Tube compression is only one factor which differes between tube and SS amps. You could get a tube compressor, or a tube preamp but in the end if it is a tube amp sound you're after.....


----------



## LowWatt (Jun 27, 2007)

If its a good deal, buy it. It will help you make your solid state amp feel a little closer to a tube amp. You will still want to save up for a tube amp, but you will probably enjoy your solid state amp a little more until that day comes.

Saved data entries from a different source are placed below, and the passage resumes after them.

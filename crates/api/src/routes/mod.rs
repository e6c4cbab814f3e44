pub mod health;
pub mod project;

use axum::Router;

use crate::state::AppState;

/// Build the `/api/v1` route tree.
///
/// ```text
/// /projects            list, create, delete
/// /projects/{id}       get (expanded plots and characters)
/// ```
pub fn api_routes() -> Router<AppState> {
    Router::new().nest("/projects", project::router())
}
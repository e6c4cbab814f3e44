//! Default content a freshly created project starts with.
//!
//! Every project begins with one chapter card, one plot card and one
//! character so the editor never opens onto an empty board.

use crate::model::{Location, NewCharacter, NewPlot, World};

pub const WORLD_TITLE: &str = "Untitled world";
pub const WORLD_DESCRIPTION: &str = "Describe the era, places and rules of your story's world.";

pub const CHAPTER_SITUATION: &str = "Chapter 1";
pub const CHAPTER_LOCATION_TITLE: &str = "Where it begins";
pub const CHAPTER_LOCATION_DESCRIPTION: &str =
    "The place your first chapter opens in. Click the card to edit it.";
pub const CHAPTER_LOCATION_IMAGE: &str = "/images/default-location.png";

pub const PLOT_SITUATION: &str = "Something happens that sets the story in motion.";
pub const PLOT_LOCATION_TITLE: &str = "First scene";
pub const PLOT_LOCATION_DESCRIPTION: &str = "Describe where this scene takes place.";

pub const CHARACTER_NAME: &str = "Protagonist";
pub const CHARACTER_ROLE: &str = "Main character";
pub const CHARACTER_SEX: &str = "Unknown";
pub const CHARACTER_AGE: &str = "Unknown";
pub const CHARACTER_APPEARANCE: &str = "What does your hero look like?";
pub const CHARACTER_PERSONALITY: &str = "What drives your hero?";
pub const CHARACTER_ETC: &str = "Anything else worth remembering.";
pub const CHARACTER_IMAGE: &str = "/images/default-character.png";

/// World used when a create request does not provide one.
pub fn default_world() -> World {
    World {
        title: WORLD_TITLE.to_string(),
        description: WORLD_DESCRIPTION.to_string(),
    }
}

/// The time-anchored chapter card placed first in every new project.
pub fn chapter_card() -> NewPlot {
    NewPlot {
        is_time_flag: true,
        situation: CHAPTER_SITUATION.to_string(),
        location: Location {
            title: CHAPTER_LOCATION_TITLE.to_string(),
            description: CHAPTER_LOCATION_DESCRIPTION.to_string(),
            image_url: CHAPTER_LOCATION_IMAGE.to_string(),
        },
    }
}

/// The regular plot card following the chapter card.
///
/// Shares the chapter's location image; there is no separate plot image.
pub fn plot_card() -> NewPlot {
    NewPlot {
        is_time_flag: false,
        situation: PLOT_SITUATION.to_string(),
        location: Location {
            title: PLOT_LOCATION_TITLE.to_string(),
            description: PLOT_LOCATION_DESCRIPTION.to_string(),
            image_url: CHAPTER_LOCATION_IMAGE.to_string(),
        },
    }
}

pub fn default_character() -> NewCharacter {
    NewCharacter {
        name: CHARACTER_NAME.to_string(),
        role: CHARACTER_ROLE.to_string(),
        sex: CHARACTER_SEX.to_string(),
        age: CHARACTER_AGE.to_string(),
        appearance: CHARACTER_APPEARANCE.to_string(),
        personality: CHARACTER_PERSONALITY.to_string(),
        etc: CHARACTER_ETC.to_string(),
        image_url: CHARACTER_IMAGE.to_string(),
    }
}

#[cfg(test)]
mod tests {
    use super::*;
    use validator::Validate;

    #[test]
    fn chapter_card_is_time_flagged() {
        assert!(chapter_card().is_time_flag);
        assert!(!plot_card().is_time_flag);
    }

    #[test]
    fn plot_card_reuses_chapter_image() {
        assert_eq!(plot_card().location.image_url, CHAPTER_LOCATION_IMAGE);
    }

    #[test]
    fn default_world_is_valid() {
        assert!(default_world().validate().is_ok());
    }
}
use crate::auth::jwt::JwtConfig;

/// Server configuration loaded from environment variables.
///
/// All fields except the JWT secret have defaults suitable for local
/// development.
#[derive(Debug, Clone)]
pub struct ServerConfig {
    /// Bind address (default: `0.0.0.0`).
    pub host: String,
    /// Bind port (default: `3000`).
    pub port: u16,
    /// Allowed CORS origins, parsed from comma-separated `CORS_ORIGINS` env var.
    pub cors_origins: Vec<String>,
    /// HTTP request timeout in seconds (default: `30`).
    pub request_timeout_secs: u64,
    /// Maximum Postgres pool size (default: `10`).
    pub db_max_connections: u32,
    /// JWT verification settings.
    pub jwt: JwtConfig,
}

impl ServerConfig {
    /// Load configuration from environment variables with defaults.
    ///
    /// | Env Var                | Default                    |
    /// |------------------------|----------------------------|
    /// | `HOST`                 | `0.0.0.0`                  |
    /// | `PORT`                 | `3000`                     |
    /// | `CORS_ORIGINS`         | `http://localhost:3000`    |
    /// | `REQUEST_TIMEOUT_SECS` | `30`                       |
    /// | `DB_MAX_CONNECTIONS`   | `10`                       |
    pub fn from_env() -> Self {
        let host = std::env::var("HOST").unwrap_or_else(|_| "0.0.0.0".into());

        let port: u16 = std::env::var("PORT")
            .unwrap_or_else(|_| "3000".into())
            .parse()
            .expect("PORT must be a valid u16");

        let cors_origins = parse_origins(
            &std::env::var("CORS_ORIGINS").unwrap_or_else(|_| "http://localhost:3000".into()),
        );

        let request_timeout_secs: u64 = std::env::var("REQUEST_TIMEOUT_SECS")
            .unwrap_or_else(|_| "30".into())
            .parse()
            .expect("REQUEST_TIMEOUT_SECS must be a valid u64");

        let db_max_connections: u32 = std::env::var("DB_MAX_CONNECTIONS")
            .unwrap_or_else(|_| "10".into())
            .parse()
            .expect("DB_MAX_CONNECTIONS must be a valid u32");

        let jwt = JwtConfig::from_env();

        Self {
            host,
            port,
            cors_origins,
            request_timeout_secs,
            db_max_connections,
            jwt,
        }
    }
}

fn parse_origins(raw: &str) -> Vec<String> {
    raw.split(',')
        .map(|s| s.trim().to_string())
        .filter(|s| !s.is_empty())
        .collect()
}

#[cfg(test)]
mod tests {
    use super::*;

    #[test]
    fn origins_are_trimmed_and_blank_entries_dropped() {
        assert_eq!(
            parse_origins(" http://a.test , ,http://b.test"),
            vec!["http://a.test", "http://b.test"]
        );
    }
}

And when you get your tube amp, you will have a good pedal to go with it.


----------



## a Pack of Wolves (Sep 5, 2007)

my main amp for years has been my trusty late 70's jazz chorus 
(the first real solid state mass market amp not to totally such ball?)
and have never needed that extra compression

i guess if you are using it as an effect for a solo that's different 
(or to get that flat country tone)

i think the amount of compression you'd get from a tube amp is very small anyway unless you are playing "hot" at really high volume

my tube amp 
(a small 15 watt filmosound amp made from a film projector's head 
and it's matching speaker box)
does compress slightly when you blast it full out,
but i don't really use it for that


generally speaking i think people over use compression
a little goes a long way


----------